GRIC MVU Program Continues to Vaccinate Community Members Young and Old


Gila River Indian News




Mobile Vaccination Unit events continue most weekends throughout the Community, with Districts 4 and 6  seeing significant numbers turnout for vaccinations at events held over the past two weeks.


On Oct. 16. in District 4,  27 individuals received a vaccination, including many young people. With people under the age of 40 having the highest infection rates, getting more young people vaccinated has proven to be the best protection for slowing the spread of COVID-19 and moving GRIC closer to “Community Immunity.”


Staff also provided flu shots for anyone who wanted one during the COVID vaccination event. District 4 also provided attendees with a $25 gift card incentive.


Faith Johns, District 5, recently relocated back to the Community from Oregon and took advantage of the MVU. “I got it for my family since most of my family has the vaccine, so I feel good now that I have it too,” said Johns, who urged more people to get the vaccine so we can all get back to some “normalcy” and stay safe from this dangerous virus.


“I waited to see how the first nine months of vaccinations looked for people and decided it was time for me to get it,” said Katrina Soke, District 6, who received her first vaccine shot with her daughter that morning. “I got the vaccine to feel safer for my family and be safe when I work, travel, and to keep the Community safe.”


Soke’s daughter Alexia, 12 years old, got her first vaccine dose. She said it felt like any other typical shot. With the vaccine, she now looks forward to traveling again with her family.

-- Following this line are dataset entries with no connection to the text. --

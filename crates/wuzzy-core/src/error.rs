// SPDX-FileCopyrightText: 2026 Wuzzy Contributors
// SPDX-License-Identifier: MIT OR Apache-2.0

//! Error types for the Wuzzy analytics pipeline.

use std::time::Duration;

use thiserror::Error;

/// The primary error type used across the analytics crates.
///
/// None of these ever reach the search/UI caller: the public submission API
/// logs and swallows them. They exist so the internals can propagate with `?`.
#[derive(Debug, Error)]
pub enum AnalyticsError {
    /// Configuration errors (invalid TOML, missing endpoint, bad values).
    #[error("configuration error: {0}")]
    Config(String),

    /// Persistent store errors (quota, unavailable storage, backend failure).
    #[error("storage error: {0}")]
    Storage(#[from] StoreError),

    /// HTTP transport errors (connection refused, unreadable body).
    #[error("transport error: {message}")]
    Transport {
        message: String,
        source: Option<Box<dyn std::error::Error + Send + Sync>>,
    },

    /// Session acquisition or renewal failed.
    #[error("session error: {0}")]
    Session(#[from] SessionInitError),

    /// Tracking was attempted without accepted consent.
    #[error("analytics consent has not been accepted")]
    ConsentRequired,

    /// A wallet operation was attempted without a wallet address.
    #[error("no wallet address is connected")]
    WalletRequired,

    /// JSON encoding or decoding failed.
    #[error("serialization error: {0}")]
    Serialization(#[from] serde_json::Error),

    /// Internal or unexpected errors.
    #[error("internal error: {0}")]
    Internal(String),
}

/// Errors raised by a [`KeyValueStore`](crate::traits::KeyValueStore).
#[derive(Debug, Clone, Error, PartialEq, Eq)]
pub enum StoreError {
    /// Storage is disabled or cannot be opened.
    #[error("storage unavailable: {0}")]
    Unavailable(String),

    /// Writing the value would exceed the configured quota.
    #[error("storage quota exceeded: {needed} bytes needed, limit {limit}")]
    QuotaExceeded { needed: u64, limit: u64 },

    /// Any other backend failure.
    #[error("storage backend error: {0}")]
    Backend(String),
}

impl StoreError {
    /// Returns true for quota errors, which callers recover from by trimming.
    pub fn is_quota_exceeded(&self) -> bool {
        matches!(self, StoreError::QuotaExceeded { .. })
    }
}

/// Failure classes for `GET /session/init`.
#[derive(Debug, Clone, Error, PartialEq, Eq)]
pub enum SessionInitError {
    /// HTTP 429; `retry_after` carries the `Retry-After` header when present.
    #[error("session init rate limited (retry after {retry_after:?})")]
    RateLimited { retry_after: Option<Duration> },

    /// The server rejected the client name/version or other request data.
    #[error("session init rejected as invalid: {message}")]
    Validation { message: String },

    /// Any other non-2xx status.
    #[error("session init failed with status {status}: {message}")]
    Rejected { status: u16, message: String },

    /// Network failure or unparseable body.
    #[error("session init transport failure: {0}")]
    Transport(String),

    /// No analytics endpoint is configured.
    #[error("analytics endpoint not configured")]
    NotConfigured,
}

#[cfg(test)]
mod tests {
    use super::*;

    #[test]
    fn store_error_converts_into_analytics_error() {
        let err: AnalyticsError = StoreError::QuotaExceeded {
            needed: 10,
            limit: 5,
        }
        .into();
        assert!(matches!(
            err,
            AnalyticsError::Storage(StoreError::QuotaExceeded { .. })
        ));
        assert!(err.to_string().contains("quota"));
    }

    #[test]
    fn rate_limited_display_mentions_retry_after() {
        let err = SessionInitError::RateLimited {
            retry_after: Some(Duration::from_secs(30)),
        };
        assert!(err.to_string().contains("30s"), "got: {err}");
    }
}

While vaccination rates are steadily increasing, infections in the Community continue to occur. Increased vaccinations are vital as we head into the holiday season since small family gatherings can be a primary cause of COVID-19 infections. The Community expects to see an increase in attendance at the MVU events as booster shot eligibility include more age ranges.


Mobile Vaccination Unit events will continue throughout the year as the need for increased vaccination rates remains a primary goal for the public health and safety of the Community. This is likely to includes vaccines for children ages 5 and up in the coming months, depending on rulings by the Centers for Disease Control.


At a GRIC MVU event held at the Vee Quiva Hotel & Casino parking lot in District 6 on Oct. 23, close to 20 Community members and individuals from other tribal communities came out to get vaccinated.


The attendees had varying reasons for receiving the COVID-19 vaccine, from finding a place of normalcy among friends and family to being able to attend entertainment events and travel.


Lt. Gov. Monica Antone was present to receive her third shot at the MVU. “Today, I got my third booster of the Pfizer vaccine, being that I am six months out from receiving my last booster.”


She said that keeping up with her booster shots is important for health reasons and to help towards “Community Immunity,” or “Family Immunity,” as she described it. Lt. Gov. Antone said her concern is for the Community’s children, some of whom are not yet eligible for the vaccine.


“It is very important that I take this vaccine, not only for my well-being, but for my family. We do know that there are many variants of COVID out there with the potential to affect our community. With the many deaths in our community, I encourage everyone to get vaccinated,” said Lt. Gov. Antone.


Vanessa Carlyle, a District 6 resident, also attended. “I’ve been wanting it, but I was waited to see how everyone else reacted to it, when they got vaccinated,” she said of the vaccine. “I was a little scared, but I decided to go get it, with a little more time understanding about the vaccine.”


Latisha Barlow, a member of the Navajo Nation, said going to concerts and being able to watch her favorite bands perform live are things she wants to experience after getting fully vaccinated against COVID-19.


“At first, I was apprehensive about the vaccine, but since I am pregnant, I have heard a lot of recommendations for women in my case,” said Barlow, who also said being around family motivated her to get vaccinated. “I get why some people are against the vaccine, but a lot of people I know have been vaccinated and it made me want to consider getting vaccinated.”


Other individuals pointed out other reasons for getting vaccinated and what it means to work towards “Community Immunity.”

“The reason I got my shot today was because I see other places getting hit hard by COVID and we don’t know exactly how things will be these next couple of months and year,” said Julian Morago from District 6. Morago said he sought the vaccine to protect his family against COVID-19, and also for the Community as a whole – to hopefully one day see families coming together to celebrate various events.


“It’s actually my third shot,” said Jennifer Brewer, a member of the Oglala Lakota tribe. “I have elderly parents and I spend a lot of my time with mother and mother in-law, so I want to make sure that I don’t spread [it] (COVID-19) to them.”


She said that traveling to visit her daughter, who is attending college in Chicago, was another contributing factor to her reason to get a booster shot. “With being vaccinated, I know that am not going to get her sick or my own community sick with the virus.  I am also an ex-smoker, so I know if I did get COVID, I would most likely end up on a ventilator and that is something I don’t want.”